Untitled is a charcoal drawing by Nicola Tyson. It dates from 1997 and is held in the collection of the Museum of Modern Art.
About this work
Overview
The composition contrasts a dark, irregular mass with a lighter upper region, set against an unmarked white ground.
Created in 1997, this charcoal drawing by Nicola Tyson is part of The Museum of Modern Art’s collection. Executed on paper, the work presents a dense, abstract form rendered in varying tones of black and gray. The composition contrasts a dark, irregular mass with a lighter upper region, set against an unmarked white ground. Its simplicity invites close observation without offering clear narrative cues.
Subject & Meaning
The drawing resists literal interpretation, instead evoking ambiguous organic or bodily forms. A small circular element near the center acts as a focal point, suggesting an eye, a wound, or a void. The absence of context or scale leaves the subject open-ended, aligning with Tyson’s interest in psychological and corporeal ambiguity. The work does not illustrate but implies presence through suggestion.
Technique & Style
Tyson employs charcoal for its capacity to produce rich blacks, soft gradients, and textured surfaces. The drawing’s depth arises from layered smudging and deliberate erasure, creating subtle transitions between light and shadow. The edges of the form are neither sharply defined nor entirely blurred, lending the image a sense of instability. This technique emphasizes materiality over representation.
History & Provenance
The work entered The Museum of Modern Art’s collection following its creation in 1997. It was produced during a period when Tyson was increasingly recognized for her explorations of the human figure through abstraction.
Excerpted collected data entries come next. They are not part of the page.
//! Proxy resolution module
//!
//! Resolves a campaign owner to a healthy automation endpoint with
//! credentials, or reports unavailability so the scheduler skips dispatch.
//! Handles mint a unique per-session username suffix so no two sessions
//! share a browser connection upstream.

mod config;

pub use config::ProxyConfig;

use std::collections::HashMap;
use std::sync::atomic::{AtomicU64, Ordering};
use std::sync::Arc;
use std::time::{Duration, SystemTime, UNIX_EPOCH};

use async_trait::async_trait;
use moka::future::Cache;
use parking_lot::RwLock;
use tracing::{debug, info, warn};
use uuid::Uuid;

use crate::browser::{AutomationDriver, HttpDriver};
use crate::error::EngineError;

/// Global atomic counter for unique per-session usernames (thread-safe)
static SESSION_COUNTER: AtomicU64 = AtomicU64::new(0);

/// A resolved, health-checked automation endpoint.
///
/// Cheap to clone; `session_username()` mints a fresh suffix per call so
/// each bot session gets its own upstream identity.
#[derive(Debug, Clone)]
pub struct ProxyHandle {
    config: ProxyConfig,
    /// Base seed for session suffix generation
    base_seed: u64,
}

impl ProxyHandle {
    fn new(config: ProxyConfig) -> Self {
        // Seed from timestamp and process ID so restarts do not reuse
        // suffixes the provider may still consider live
        let timestamp = SystemTime::now()
            .duration_since(UNIX_EPOCH)
            .unwrap_or_default()
            .as_millis() as u64;
        let pid = std::process::id() as u64;
        let base_seed = (timestamp % 1_000_000) * 1_000_000 + (pid % 1_000_000);

        Self { config, base_seed }
    }

    pub fn endpoint_url(&self) -> String {
        self.config.endpoint_url()
    }

    pub fn password(&self) -> &str {
        &self.config.password
    }

    #[cfg(test)]
    pub(crate) fn for_tests(config: ProxyConfig) -> Self {
        Self::new(config)
    }

    /// Username with a unique `-session-{n}` suffix
    pub fn session_username(&self) -> String {
        let counter = SESSION_COUNTER.fetch_add(1, Ordering::Relaxed);
        let sessid = self.base_seed + counter;
        format!("{}-session-{}", self.config.username(), sessid)
    }

    /// Full credentialed connection URL for one session:
    /// `http://{session_username}:{password}@{host}:{port}`
    pub fn session_connection_url(&self) -> String {
        let password_encoded = urlencoding::encode(&self.config.password);
        format!(
            "http://{}:{}@{}:{}",
            self.session_username(),
            password_encoded,
            self.config.host,
            self.config.port
        )
    }
}

/// Health probe against an automation endpoint.
#[async_trait]
pub trait EndpointProber: Send + Sync {
    async fn probe(&self, config: &ProxyConfig, timeout: Duration) -> bool;
}

/// Probes by issuing the driver's `health` command.
pub struct HttpProber;

#[async_trait]
impl EndpointProber for HttpProber {
    async fn probe(&self, config: &ProxyConfig, timeout: Duration) -> bool {
        let driver = match HttpDriver::new(
            &config.endpoint_url(),
            &config.username(),
            &config.password,
        ) {
            Ok(d) => d,
            Err(e) => {
                warn!("Probe client for {} failed: {}", config.endpoint_url(), e);
                return false;
            }
        };

        match driver.health(timeout).await {
            Ok(()) => true,
            Err(e) => {
                warn!("Health probe for {} failed: {}", config.endpoint_url(), e);
                false
            }
        }
    }
}

/// Resolves owners to healthy automation endpoints.
pub struct ProxyResolver {
    configs: RwLock<HashMap<Uuid, Vec<ProxyConfig>>>,
    prober: Arc<dyn EndpointProber>,
    /// Probe results cached briefly so a tick fanning out many sessions
    /// does not hammer the endpoint
    probe_cache: Cache<String, bool>,
    probe_timeout: Duration,
}

impl ProxyResolver {
    pub fn new(prober: Arc<dyn EndpointProber>, probe_timeout: Duration, cache_ttl: Duration) -> Self {
        Self {
            configs: RwLock::new(HashMap::new()),
            prober,
            probe_cache: Cache::builder().time_to_live(cache_ttl).build(),
            probe_timeout,
        }
    }

    /// Replace the known configuration records. The engine reads these from
    /// configuration storage; it never writes them back.
    pub fn load(&self, records: Vec<ProxyConfig>) {
        let mut map: HashMap<Uuid, Vec<ProxyConfig>> = HashMap::new();
        for record in records {
            map.entry(record.owner_id).or_default().push(record);
        }
        for configs in map.values_mut() {
            configs.sort_by_key(|c| c.priority);
        }

        let total: usize = map.values().map(|v| v.len()).sum();
        info!("Loaded {} proxy configs for {} owners", total, map.len());
        *self.configs.write() = map;
    }

    /// Usable configs for an owner, in priority order
    fn usable_configs(&self, owner_id: &Uuid) -> Vec<ProxyConfig> {
        self.configs
            .read()
            .get(owner_id)
            .map(|configs| configs.iter().filter(|c| c.is_usable()).cloned().collect())
            .unwrap_or_default()
    }

    /// Resolve a healthy endpoint for the owner.
    ///
    /// Tries each enabled config in priority order and returns the first
    /// one that passes a bounded-timeout health probe. Failing early here
    /// is deliberate: a dead endpoint discovered mid-session is far more
    /// expensive than a skipped tick.
    pub async fn resolve(&self, owner_id: &Uuid) -> Result<ProxyHandle, EngineError> {
        let candidates = self.usable_configs(owner_id);

        if candidates.is_empty() {
            return Err(EngineError::ResourceUnavailable(format!(
                "no enabled proxy configuration for owner {}",
                owner_id
            )));
        }

        for config in candidates {
            let key = format!("{}|{}", config.endpoint_url(), config.username());
            let prober = self.prober.clone();
            let probe_timeout = self.probe_timeout;
            let probe_config = config.clone();

            let healthy = self
                .probe_cache
                .get_with(key, async move { prober.probe(&probe_config, probe_timeout).await })
                .await;

            if healthy {
                debug!(
                    "Resolved owner {} to endpoint {}",
                    owner_id,
                    config.endpoint_url()
                );
                return Ok(ProxyHandle::new(config));
            }
        }

        Err(EngineError::ResourceUnavailable(format!(
            "health probe failed for all enabled configurations of owner {}",
            owner_id
        )))
    }
}

#[cfg(test)]
mod tests {
    use super::*;

    /// Prober that reports health per endpoint host
    struct StubProber {
        healthy_hosts: Vec<String>,
    }

    #[async_trait]
    impl EndpointProber for StubProber {
        async fn probe(&self, config: &ProxyConfig, _timeout: Duration) -> bool {
            self.healthy_hosts.contains(&config.host)
        }
    }

    fn config(owner: Uuid, host: &str, enabled: bool, priority: u32) -> ProxyConfig {
        ProxyConfig {
            owner_id: owner,
            enabled,
            customer_id: "cust".into(),
            zone: "zone1".into(),
            password: "pw".into(),
            host: host.into(),
            port: 9222,
            priority,
        }
    }

    fn resolver(healthy_hosts: &[&str]) -> ProxyResolver {
        ProxyResolver::new(
            Arc::new(StubProber {
                healthy_hosts: healthy_hosts.iter().map(|s| s.to_string()).collect(),
            }),
            Duration::from_secs(1),
            Duration::from_secs(60),
        )
    }

    #[tokio::test]
    async fn test_no_configs_is_unavailable() {
        let r = resolver(&["a"]);
        let err = r.resolve(&Uuid::new_v4()).await.unwrap_err();
        assert!(matches!(err, EngineError::ResourceUnavailable(_)));
    }

    #[tokio::test]
    async fn test_disabled_config_is_never_returned() {
        let owner = Uuid::new_v4();
        let r = resolver(&["a"]);
        r.load(vec![config(owner, "a", false, 0)]);

        let err = r.resolve(&owner).await.unwrap_err();
        assert!(matches!(err, EngineError::ResourceUnavailable(_)));
    }

    #[tokio::test]
    async fn test_all_probes_failing_is_unavailable() {
        let owner = Uuid::new_v4();
        let r = resolver(&[]);
        r.load(vec![config(owner, "a", true, 0), config(owner, "b", true, 1)]);

        let err = r.resolve(&owner).await.unwrap_err();
        assert!(matches!(err, EngineError::ResourceUnavailable(_)));
    }

    #[tokio::test]
    async fn test_failover_to_next_priority() {
        let owner = Uuid::new_v4();
        let r = resolver(&["b"]);
        r.load(vec![config(owner, "a", true, 0), config(owner, "b", true, 1)]);

        let handle = r.resolve(&owner).await.unwrap();
        assert_eq!(handle.endpoint_url(), "http://b:9222");
    }

    #[tokio::test]
    async fn test_priority_order_wins_when_both_healthy() {
        let owner = Uuid::new_v4();
        let r = resolver(&["a", "b"]);
        r.load(vec![config(owner, "b", true, 5), config(owner, "a", true, 1)]);

        let handle = r.resolve(&owner).await.unwrap();
        assert_eq!(handle.endpoint_url(), "http://a:9222");
    }

    #[test]
    fn test_connection_url_encodes_password() {
        let mut cfg = config(Uuid::new_v4(), "a", true, 0);
        cfg.password = "p@ss w".into();
        let handle = ProxyHandle::new(cfg);

        let url = handle.session_connection_url();
        assert!(url.starts_with("http://brd-customer-cust-zone-zone1-session-"));
        assert!(url.contains(":p%40ss%20w@a:9222"));
    }

    #[test]
    fn test_session_usernames_are_unique() {
        let handle = ProxyHandle::new(config(Uuid::new_v4(), "a", true, 0));

        let names: std::collections::HashSet<String> =
            (0..100).map(|_| handle.session_username()).collect();
        assert_eq!(names.len(), 100);
        assert!(names
            .iter()
            .all(|n| n.starts_with("brd-customer-cust-zone-zone1-session-")));
    }
}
No prior ownership or exhibition history beyond institutional acquisition is documented publicly, suggesting it was likely acquired directly from the artist or a gallery representing her.
Context
Tyson’s work from this era engages with postmodern inquiries into identity and the body, often avoiding direct figuration. Her drawings respond to psychological and feminist discourses without explicit political statements. This piece aligns with contemporaneous practices in British art that favored introspective, materially driven abstraction over narrative clarity.
Legacy
This drawing contributes to Tyson’s broader body of work that redefines the boundaries of figurative suggestion. It exemplifies her influence on later generations of artists who prioritize ambiguity and tactile surface over symbolic clarity. Though not widely reproduced, it remains a quiet reference point in discussions of contemporary drawing and the limits of representation.
Artist & collection
Artist
Nicola Tyson is a British painter who lives in New York. Her work consists of what she describes as "psycho-figuration", and is primarily concerned with issues of identity, gender and sexuality.